Jacob Murphy: The Missing Piece for Everton's Attack
Arne Slot will never be welcomed with open arms in the Everton half of Merseyside. That much is clear. Yet, almost by accident, the former Liverpool manager may have offered the clearest explanation of why Jacob Murphy could be exactly what Everton need.
The Blues are pushing to build a squad capable of returning to European football. They want Jack Grealish back at Hill Dickinson Stadium, they know they need more firepower, and they know their attack has been too blunt for too long. Murphy’s name has moved towards the top of that to-do list.
And the key evidence for the case comes, intriguingly, from Slot himself.
Slot’s blunt assessment
Speaking before Liverpool faced Leeds United in December 2025, Slot was asked about his options around Alexander Isak. His answer cut through any usual press-conference politeness.
“It makes it harder for [Isak] compared to his time at Newcastle but I think it is also him adjusting to his teammates and his teammates adjusting to him,” Slot said. “But it is obvious and clear that we have not the profile of Jacob Murphy, for example, available at this moment at this time.”
Liverpool fans bristled. The idea that their squad lacked the profile of a Newcastle winger did not sit well on the red side of the city. Slot’s stock dipped again. The reaction was emotional, predictable.
Strip that away, though, and the football point stands. Everton, not Liverpool, might be the club to benefit from it.
The profile Everton are missing
Slot was pointing to something very specific: Murphy is a winger who thinks first about the striker. His game tilts towards supply, not spotlight. He stretches the pitch, hits early deliveries, and lives in those channels where centre-backs hate to be dragged.
That is exactly the type of player Everton have been short of.
Last season told a familiar story. Everton ranked 15th in the Premier League for shots on target per match. Fifteenth for big chances created. Fifteenth for touches in the opposition box, according to FotMob. A team with ambitions of Europe operating with mid-table creativity.

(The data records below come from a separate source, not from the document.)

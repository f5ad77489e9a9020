//! The scan pipeline stages.
//!
//! Each stage is an independent module with a narrow interface; the
//! orchestrator in [`crate::scan`] sequences them:
//!
//! 1. [`normalize`] — decode, validate, and preprocess the upload.
//! 2. [`rotation`] — pick the orientation that reads best (OSD + retries).
//! 3. [`extract`] — OCR lines to title candidates, rules first, vision
//!    fallback when the rules come up short.
//! 4. [`resolve`] — fuzzy-match candidates against the book catalog.
//!
//! The OCR seam ([`ocr::OcrEngine`]) and its tesseract implementation
//! ([`tesseract`], behind the `tesseract` feature) live here too.

pub mod extract;
pub mod normalize;
pub mod ocr;
pub mod resolve;
pub mod rotation;
#[cfg(feature = "tesseract")]
pub mod tesseract;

The problem has not just been finishing. The service has not been good enough, often not frequent enough, and too rarely tailored to the strengths of the centre-forward. The numbers underline it.
Murphy’s do the opposite.
At Newcastle last season, he created more big chances than anyone else in Eddie Howe’s squad. His total of 10 big chances would have put him joint-second at Everton, level with Kiernan Dewsbury-Hall and only two behind James Garner. That is from a player whose role is primarily wide, not central.
Those are not superstar numbers. They are the output of a reliable, Premier League-proven wide supplier. And that is exactly where Everton’s squad thins out.
Why Newcastle’s stance matters
The growing sense that Newcastle are prepared to listen to offers for Murphy changes the picture. This is no longer just a theoretical fit on a tactics board; it is a realistic market opportunity.
For Everton, the appeal is obvious. They are not shopping for a luxury item. They are looking for players who raise the floor of the attack, who turn half-chances into clear ones, who give a striker two or three more good looks at goal every game. Murphy’s profile fits that brief.
He knows the league. He has delivered within a structured system under Howe. He has shown he can play for a side that wants to press, break quickly, and still maintain width and service. He is not the headline act, but he feeds the headline act.
At Goodison, that kind of player has been missing.
Slot’s problem, Everton’s solution
When Slot lamented that Liverpool did not have Murphy’s profile available, he intended it as an explanation, maybe even a defence of his forward line. Instead, it landed as a slight on a squad built to compete for titles.
On the blue side, the same sentence reads very differently. It sounds like a recruitment brief.
A winger who naturally prioritises supply. A wide player who consistently creates big chances. A Premier League regular who can plug straight into a side that struggles to turn territory into shots and shots into goals.
Liverpool mocked the comment. Everton might act on it.
If Jacob Murphy does arrive at Hill Dickinson Stadium, the irony will be hard to miss: the former Liverpool manager, unpopular in L4, may have provided the clearest justification for a signing that could push Everton closer to the European nights they crave.